A foreshadowing of lemmings to come
I must admit that I initially hated this book. Not familiar with #maxbeerbohm and having never heard of #zuleikadobson or #anoxfordlovestory , my first few chapters came with quite a bit of tedious suffering as I was quick to dismiss it as merely more then of the century, English drawing room tripe that too densely occupies space on the #modernlibrarytop100novels . I'm glad I hung in.
As the story advances, it becomes so absurd that it finally reveals itself for the intentional farce it is. Warning, there might be spoilers.
The title character is a moderately intelligent, reasonably beautiful young women with little more that charm, charisma, and a fourth rate magic act who visits her uncle who is a warden at one of Oxford's six colleges. Immediately upon arrival on campus, every man is smitten by her presence, particularly all of the underclassmen of Judas College, the fictional house under her uncle's charge. It's most illustrious member is the young Duke of Dorset, auch titled, much traveled, overly privileged young man for who all women swoon and all men desire to be. For the first time ever he is smitten by a woman yet, unexpectedly, though first drawn to him, informs his that the affection is unrequited . As an icon for all men, his decision to make a grand gesture of extreme chivalry to deal with this denial of reciprocation is taken as a sign for all to emulate, first among the underclassmen of Judas and ultimately all of the student of the four classes of Oxford. What should be received with horror by the object of their devotion instead only fuels her narcissism, particularly as she discovers the nature of her power.
Later scholars of the work see Zuleika Dobson as prescient as it farcically predicted the power of minor celebrity, in essence people who become famous not for any thing they do that is particularly extraordinary but strictly being famous for being famous and their ability quite often to ride that fame to extraordinary heights and their ability for people to hang on their every word and action. Not only do we see this in the modern context of reality show celebrities and internet influencers but all the way to the utmost reaches of power where a third tier, former slum lord real estate developer can fail his way through multiple enterprises and yet achieve higher levels of fame, not because of extraordinary talent of knowledge attainment, but by playing to the lowest instincts of his audience who will follow him like like lemmings to any cliff and take his prompt to plunge en masse for him but, certainly, not with him, because he has bigger lemmings to herd.

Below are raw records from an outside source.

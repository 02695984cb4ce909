/// Krakatoa Engine - process-wide logging sink
///
/// The engine keeps no global renderer state: devices, pacers and caches
/// live in an explicit [`RenderContext`](crate::krakatoa::frame::RenderContext)
/// that the application owns. The only process-wide object is the log sink,
/// since the logging macros are callable from any module without a context.

use std::sync::{OnceLock, RwLock};
use std::time::SystemTime;
use crate::log::{Logger, LogEntry, LogSeverity, DefaultLogger};

/// Global logger (initialized with DefaultLogger)
static LOGGER: OnceLock<RwLock<Box<dyn Logger>>> = OnceLock::new();

fn logger_lock() -> &'static RwLock<Box<dyn Logger>> {
    LOGGER.get_or_init(|| RwLock::new(Box::new(DefaultLogger::default())))
}

/// Entry point for the logging API
pub struct Engine;

impl Engine {
    /// Replace the active logger
    ///
    /// # Example
    ///
    /// ```no_run
    /// use krakatoa_engine::krakatoa::{Engine, log::{Logger, LogEntry}};
    ///
    /// struct Silent;
    /// impl Logger for Silent {
    ///     fn log(&self, _entry: &LogEntry) {}
    /// }
    ///
    /// Engine::set_logger(Silent);
    /// ```
    pub fn set_logger<L: Logger + 'static>(logger: L) {
        if let Ok(mut lock) = logger_lock().write() {
            *lock = Box::new(logger);
        }
    }

    /// Reset logger to the default colored console logger
    pub fn reset_logger() {
        if let Ok(mut lock) = logger_lock().write() {
            *lock = Box::new(DefaultLogger::default());
        }
    }

    /// Log without location (used by engine_trace! .. engine_warn!)
    pub fn log(severity: LogSeverity, source: &str, message: String) {
        if let Ok(lock) = logger_lock().read() {
            lock.log(&LogEntry {
                severity,
                timestamp: SystemTime::now(),
                source: source.to_string(),
                message,
                file: None,
                line: None,
            });
        }
    }

    /// Log with file:line (used by engine_error!)
    pub fn log_detailed(
        severity: LogSeverity,
        source: &str,
        message: String,
        file: &'static str,
        line: u32,
    ) {
        if let Ok(lock) = logger_lock().read() {
            lock.log(&LogEntry {
                severity,
                timestamp: SystemTime::now(),
                source: source.to_string(),
                message,
                file: Some(file),
                line: Some(line),
            });
        }
    }
}

#[cfg(test)]
#[path = "engine_tests.rs"]
mod tests;
/// Vulkan backend configuration
///
/// Validation layers and the debug messenger are only compiled in with the
/// `vulkan-validation` feature; without it `enable_validation` is ignored
/// with a warning.

use ash::vk;

/// Which validation messages reach the output
#[derive(Debug, Clone, Copy, PartialEq, Eq)]
pub enum DebugSeverity {
    ErrorsOnly,
    ErrorsAndWarnings,
    All,
}

impl DebugSeverity {
    /// Severities the messenger is created with
    pub fn message_severity_flags(self) -> vk::DebugUtilsMessageSeverityFlagsEXT {
        match self {
            DebugSeverity::ErrorsOnly => vk::DebugUtilsMessageSeverityFlagsEXT::ERROR,
            DebugSeverity::ErrorsAndWarnings => {
                vk::DebugUtilsMessageSeverityFlagsEXT::ERROR
                    | vk::DebugUtilsMessageSeverityFlagsEXT::WARNING
            }
            DebugSeverity::All => {
                vk::DebugUtilsMessageSeverityFlagsEXT::ERROR
                    | vk::DebugUtilsMessageSeverityFlagsEXT::WARNING
                    | vk::DebugUtilsMessageSeverityFlagsEXT::INFO
                    | vk::DebugUtilsMessageSeverityFlagsEXT::VERBOSE
            }
        }
    }

    /// Whether a message of `severity` passes this filter
    pub fn allows(self, severity: vk::DebugUtilsMessageSeverityFlagsEXT) -> bool {
        self.message_severity_flags().intersects(severity)
    }
}

/// Where validation messages are written
#[derive(Debug, Clone, PartialEq, Eq)]
pub enum DebugOutput {
    Console,
    File(String),
    Both(String),
}

/// Message categories shown
#[derive(Debug, Clone, Copy, PartialEq, Eq)]
pub struct DebugMessageFilter {
    pub show_general: bool,
    pub show_validation: bool,
    pub show_performance: bool,
}

impl Default for DebugMessageFilter {
    fn default() -> Self {
        Self { show_general: false, show_validation: true, show_performance: true }
    }
}

impl DebugMessageFilter {
    pub fn allows(&self, message_type: vk::DebugUtilsMessageTypeFlagsEXT) -> bool {
        if message_type.contains(vk::DebugUtilsMessageTypeFlagsEXT::VALIDATION) {
            self.show_validation
        } else if message_type.contains(vk::DebugUtilsMessageTypeFlagsEXT::PERFORMANCE) {
            self.show_performance
        } else {
            self.show_general
        }
    }
}

#[derive(Debug, Clone, PartialEq, Eq)]
pub struct DebugConfig {
    pub severity: DebugSeverity,
    pub output: DebugOutput,
    pub message_filter: DebugMessageFilter,
    /// Abort the process on the first validation error
    pub break_on_error: bool,
    /// Count messages per severity (see `validation_stats`)
    pub enable_stats: bool,
}

impl Default for DebugConfig {
    fn default() -> Self {
        Self {
            severity: DebugSeverity::ErrorsAndWarnings,
            output: DebugOutput::Console,
            message_filter: DebugMessageFilter::default(),
            break_on_error: false,
            enable_stats: true,
        }
    }
}

#[derive(Debug, Clone, PartialEq, Eq)]
pub struct VulkanConfig {
    pub app_name: String,
    /// Enable `VK_LAYER_KHRONOS_validation` and debug object names
    pub enable_validation: bool,
    pub debug: DebugConfig,
    /// Swapchain images requested; clamped to the surface limits
    pub min_image_count: u32,
}

impl Default for VulkanConfig {
    fn default() -> Self {
        Self {
            app_name: "Krakatoa Application".to_string(),
            enable_validation: cfg!(debug_assertions),
            debug: DebugConfig::default(),
            min_image_count: 3,
        }
    }
}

While I don't usually chose to get political in this forum, the knowledge that the last five years with such a person rising to the heights of the U.S. presidency not next he is extraordinarily smart or gifted but because he expertly tapped a pulsing vein of anger that has given him a cult like status to his followers made the last chapter feel rather chilling and ominous. I conversed with my retired librarian of a Mother-in-law to see if she had ever read the book, which she hadn't, but she was very familiar with Beerbohm's other work as an essayist and illustrator. She now feels compelled to read Zuleika. A latter day treat as she can now catch it on Audible.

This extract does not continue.